Does Early Myeloid Recovery Predict Superior Survival in Children and Young Adults Undergoing Hematopoietic Stem Cell Transplantation?.

Introduction: Slow rate of myeloid recovery at the end of induction chemotherapy reflected by a low absolute neutrophil count (ANC) is highly predictive of relapse in children with ALL (Laughton et al, 2005). Whether rate of myeloid recovery is predictive of outcome post-hematopoietic stem cell transplantation (HSCT) in children and young adults has not been studied.

Objective: To explore the association between early ANC recovery and survival in children and young adults undergoing allogeneic and autologous HSCT for leukemia or lymphoma.

Methods: Retrospective chart review was performed for all consecutive patients (age 6 months to 21 years) undergoing first HSCT for hematologic malignancies and lymphomas at Mayo Clinic, Division of Pediatric Hematology/Oncology from 1995 to 2004. Day 15 and day 28 ANC were calculated for all patients. The primary end point was 1-year relapse free (RFS) and overall survival (OS). To explore the association between ANC and primary outcome, patients were stratified in 2 groups: ≥ or < than median ANC and Kaplan Meier survival curves were generated for both the groups and compared with the log-rank test. Matched related donor (MRD), matched unrelated donor (MUD) and haploidentical (as one group) and autologous transplantations were analyzed separately.

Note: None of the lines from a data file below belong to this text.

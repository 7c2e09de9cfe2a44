//! HTTP fetcher tests against a mock server

use crawlstars::config::{CrawlerConfig, UserAgentConfig};
use crawlstars::crawler::{build_http_client, FetchError, PageFetcher};
use std::time::Duration;
use wiremock::matchers::{header, method, path};
use wiremock::{Mock, MockServer, ResponseTemplate};

fn default_fetcher() -> PageFetcher {
    PageFetcher::from_config(&CrawlerConfig::default(), &UserAgentConfig::default()).unwrap()
}

#[tokio::test]
async fn test_fetch_page_parses_response() {
    let server = MockServer::start().await;
    let html = r#"<html>
        <head><title>  Rust Crawler  </title></head>
        <body>
            <p>Fetching pages concurrently with async workers.</p>
            <a href="/docs">Docs</a>
            <a href="https://other.test/page">Other</a>
            <a href="ftp://files.test/archive">Archive</a>
        </body>
    </html>"#;

    Mock::given(method("GET"))
        .and(path("/"))
        .respond_with(
            ResponseTemplate::new(200)
                .set_body_string(html)
                .insert_header("content-type", "text/html"),
        )
        .mount(&server)
        .await;

    let url = format!("{}/", server.uri());
    let page = default_fetcher().fetch_page(&url).await.unwrap();

    assert_eq!(page.url, url);
    assert_eq!(page.title, "Rust Crawler");
    assert!(page
        .content
        .contains("Fetching pages concurrently with async workers."));
    assert_eq!(
        page.links,
        vec![
            format!("{}/docs", server.uri()),
            "https://other.test/page".to_string(),
        ]
    );
}

#[tokio::test]
async fn test_fetch_sends_user_agent() {
    let server = MockServer::start().await;
    let user_agent = UserAgentConfig::default();

    Mock::given(method("GET"))
        .and(path("/"))
        .and(header("user-agent", user_agent.header_value().as_str()))
        .respond_with(ResponseTemplate::new(200).set_body_string("<html></html>"))
        .expect(1)
        .mount(&server)
        .await;

    let fetcher = PageFetcher::from_config(&CrawlerConfig::default(), &user_agent).unwrap();
    let page = fetcher
        .fetch_page(&format!("{}/", server.uri()))
        .await
        .unwrap();

    // An empty document is still a successful fetch
    assert_eq!(page.title, "");
    assert_eq!(page.content, "");
    assert!(page.links.is_empty());
}

#[tokio::test]
async fn test_non_success_status_fails() {
    let server = MockServer::start().await;

    Mock::given(method("GET"))
        .and(path("/missing"))
        .respond_with(ResponseTemplate::new(404))
        .mount(&server)
        .await;
    Mock::given(method("GET"))
        .and(path("/broken"))
        .respond_with(ResponseTemplate::new(500))
        .mount(&server)
        .await;

    let fetcher = default_fetcher();

    let result = fetcher
        .fetch_page(&format!("{}/missing", server.uri()))
        .await;
    assert!(matches!(result, Err(FetchError::Status { status: 404, .. })));

    let result = fetcher
        .fetch_page(&format!("{}/broken", server.uri()))
        .await;
    assert!(matches!(result, Err(FetchError::Status { status: 500, .. })));
}

#[tokio::test]
async fn test_slow_response_times_out() {
    let server = MockServer::start().await;

    Mock::given(method("GET"))
        .and(path("/slow"))
        .respond_with(
            ResponseTemplate::new(200)
                .set_body_string("<html><title>Late</title></html>")
                .set_delay(Duration::from_secs(3)),
        )
        .mount(&server)
        .await;

    let client =
        build_http_client(&UserAgentConfig::default(), Duration::from_millis(200)).unwrap();
    let fetcher = PageFetcher::new(client);

    let result = fetcher.fetch_page(&format!("{}/slow", server.uri())).await;
    assert!(matches!(result, Err(FetchError::Timeout { .. })));
}

#[tokio::test]
async fn test_connection_refused_is_transport_error() {
    // Port 9 (discard) on localhost is expected to refuse connections
    let result = default_fetcher().fetch_page("http://127.0.0.1:9/").await;
    assert!(matches!(result, Err(FetchError::Transport { .. })));
}
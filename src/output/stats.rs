//! Statistics about the page store
//!
//! This module reads back what previous crawls left in storage.

use crate::output::rule;
use crate::storage::{PageStore, RunLog, RunRecord, StorageResult};

/// Number of past runs shown by the stats mode
const RECENT_RUNS: usize = 5;

/// Store statistics summary
#[derive(Debug, Clone)]
pub struct StoreStatistics {
    /// Number of pages currently stored
    pub total_pages: u64,

    /// Most recent crawl runs, newest first
    pub recent_runs: Vec<RunRecord>,
}

/// Loads statistics from storage
pub fn load_statistics<S>(storage: &S) -> StorageResult<StoreStatistics>
where
    S: PageStore + RunLog,
{
    Ok(StoreStatistics {
        total_pages: storage.count_pages()?,
        recent_runs: storage.latest_runs(RECENT_RUNS)?,
    })
}

/// Prints statistics to stdout in a formatted manner
pub fn print_statistics(stats: &StoreStatistics) {
    println!("{}", rule());
    println!("Stored pages: {}", stats.total_pages);
    println!("{}", rule());

    if stats.recent_runs.is_empty() {
        println!("No crawl runs recorded yet");
        return;
    }

    println!("Recent runs:");
    for run in &stats.recent_runs {
        println!(
            "  #{} {} started {} finished {}",
            run.id,
            run.status.to_db_string(),
            run.started_at,
            run.finished_at.as_deref().unwrap_or("-")
        );
        println!(
            "      attempted {} | saved {} | failed {}",
            run.stats.attempted, run.stats.succeeded, run.stats.failed
        );
    }
}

Results: There were a total of 50 patients. 28 received MRD, 2 MUD, 10 haploidentical and 10 autologous. The underlying malignancies were (AML n =25, Biphenotypic Leukemia n=1, ALL n =7, NHL n=3, HD n=7, JMML n=5, CML n=2, CLL n=1). No patient was lost to follow up during that time and data was available for all except (day 28 ANC) for one patient. The 1-year RFS and OS rate was the same; 81% for the MRD, 50% for MUD and haploidentical and 70% for autologous transplant populations, respectively. In patients receiving MRD transplants, higher ANC at either day 15 or day 28 post transplantation was associated with better, albeit statistically non-significant, RFS/OS rates at 1 year (86% for ≥ median ^(0.68) vs. 76% for < median p=0.44 and 92% for ≥ median ^(2.2) vs. 72% for < median p= 0.18 respectively). Opposite results were observed for MUD and Haploidentical transplantation group (33% for ANC ≥ median ^(0.47) at day 15 vs. 66% for < median p=0.28, 43% for ANC ≥ median ^(1.9) at day 28 vs. 60% for < median p=0.48). For autologous transplant group, higher ANC at day 15 was associated with better, albeit statistically non-significant, RFS/OS rates at 1 year (80% for ANC ≥ median ^(0.42) vs. 60% for < median p=0.60) while opposite results were observed on day 28 (60% for ANC ≥ median ^(0.46) vs. 75% for < median p=0.54).

Conclusions: Our data generated conflicting findings of the association between ANC and RFS/OS in different patient populations undergoing HSCT. However, our results are limited by the small sample size. Further collaborative studies are needed to explore this association.